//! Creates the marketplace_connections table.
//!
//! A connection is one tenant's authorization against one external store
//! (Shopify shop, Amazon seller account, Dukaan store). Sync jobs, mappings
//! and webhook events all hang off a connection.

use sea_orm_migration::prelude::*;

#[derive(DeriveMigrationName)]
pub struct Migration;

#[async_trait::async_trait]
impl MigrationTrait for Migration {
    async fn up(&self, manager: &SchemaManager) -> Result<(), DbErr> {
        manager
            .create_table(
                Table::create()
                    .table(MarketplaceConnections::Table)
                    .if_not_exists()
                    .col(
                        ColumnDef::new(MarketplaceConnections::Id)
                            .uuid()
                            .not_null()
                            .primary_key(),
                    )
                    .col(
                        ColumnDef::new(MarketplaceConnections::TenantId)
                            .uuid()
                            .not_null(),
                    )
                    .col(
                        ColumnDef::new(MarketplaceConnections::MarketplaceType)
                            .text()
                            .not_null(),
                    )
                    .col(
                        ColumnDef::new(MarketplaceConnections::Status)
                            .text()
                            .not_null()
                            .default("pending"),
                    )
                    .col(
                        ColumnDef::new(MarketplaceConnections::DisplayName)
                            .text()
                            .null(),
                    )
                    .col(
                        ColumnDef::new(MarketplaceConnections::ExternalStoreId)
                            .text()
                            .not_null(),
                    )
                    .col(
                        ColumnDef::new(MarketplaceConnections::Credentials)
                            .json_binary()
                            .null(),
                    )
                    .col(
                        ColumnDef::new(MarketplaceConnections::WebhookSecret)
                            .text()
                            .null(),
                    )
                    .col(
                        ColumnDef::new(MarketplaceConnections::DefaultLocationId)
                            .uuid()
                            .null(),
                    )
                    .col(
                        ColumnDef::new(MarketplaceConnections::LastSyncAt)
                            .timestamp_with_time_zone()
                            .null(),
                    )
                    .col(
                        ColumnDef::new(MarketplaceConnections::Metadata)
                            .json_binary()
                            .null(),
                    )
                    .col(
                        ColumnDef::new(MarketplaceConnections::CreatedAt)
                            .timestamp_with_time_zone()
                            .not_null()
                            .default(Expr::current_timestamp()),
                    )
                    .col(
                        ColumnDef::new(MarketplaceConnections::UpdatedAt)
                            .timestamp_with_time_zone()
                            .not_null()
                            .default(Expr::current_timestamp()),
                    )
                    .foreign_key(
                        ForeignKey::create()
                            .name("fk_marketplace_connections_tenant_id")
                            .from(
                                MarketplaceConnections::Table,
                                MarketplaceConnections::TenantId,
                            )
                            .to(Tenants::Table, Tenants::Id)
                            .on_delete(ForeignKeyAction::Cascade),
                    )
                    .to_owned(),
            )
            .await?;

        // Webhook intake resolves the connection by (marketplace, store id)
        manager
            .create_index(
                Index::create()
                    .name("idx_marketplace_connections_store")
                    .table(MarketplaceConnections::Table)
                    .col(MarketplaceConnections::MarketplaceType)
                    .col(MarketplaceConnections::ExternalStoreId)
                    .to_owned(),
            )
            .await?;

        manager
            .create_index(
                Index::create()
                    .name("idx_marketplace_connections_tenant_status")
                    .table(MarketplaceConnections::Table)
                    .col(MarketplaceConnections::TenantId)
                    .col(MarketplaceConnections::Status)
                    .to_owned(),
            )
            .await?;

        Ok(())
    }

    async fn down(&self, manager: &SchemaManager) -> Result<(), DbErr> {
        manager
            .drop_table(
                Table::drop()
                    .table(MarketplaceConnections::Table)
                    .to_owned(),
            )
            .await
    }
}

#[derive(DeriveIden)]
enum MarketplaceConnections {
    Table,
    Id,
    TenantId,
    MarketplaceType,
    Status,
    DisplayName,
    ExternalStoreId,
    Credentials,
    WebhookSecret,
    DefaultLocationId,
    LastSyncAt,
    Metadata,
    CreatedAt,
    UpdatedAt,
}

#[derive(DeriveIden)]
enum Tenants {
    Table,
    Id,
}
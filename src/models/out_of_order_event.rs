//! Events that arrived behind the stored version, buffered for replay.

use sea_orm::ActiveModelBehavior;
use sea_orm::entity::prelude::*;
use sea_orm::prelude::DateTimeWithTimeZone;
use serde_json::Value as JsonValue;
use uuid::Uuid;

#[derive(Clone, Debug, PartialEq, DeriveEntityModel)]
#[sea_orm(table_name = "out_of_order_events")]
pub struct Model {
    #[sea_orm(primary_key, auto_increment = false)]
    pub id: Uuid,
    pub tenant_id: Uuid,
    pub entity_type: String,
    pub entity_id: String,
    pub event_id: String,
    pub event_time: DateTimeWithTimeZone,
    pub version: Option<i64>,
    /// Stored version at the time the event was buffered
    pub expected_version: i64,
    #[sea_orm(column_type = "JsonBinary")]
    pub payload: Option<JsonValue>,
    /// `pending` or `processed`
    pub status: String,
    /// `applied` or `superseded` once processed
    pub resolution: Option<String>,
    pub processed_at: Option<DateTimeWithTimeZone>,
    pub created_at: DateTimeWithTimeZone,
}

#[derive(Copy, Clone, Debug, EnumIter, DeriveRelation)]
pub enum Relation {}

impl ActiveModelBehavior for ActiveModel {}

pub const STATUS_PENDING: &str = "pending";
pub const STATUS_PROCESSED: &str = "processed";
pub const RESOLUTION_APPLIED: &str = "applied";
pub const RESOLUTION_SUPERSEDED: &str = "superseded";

- WHAT THE TASK REQUIRES: Look over the listing above. Pick out and copy every line that includes "CreatedAt".

- FINISHED TASK:
                        ColumnDef::new(MarketplaceConnections::CreatedAt)
    CreatedAt,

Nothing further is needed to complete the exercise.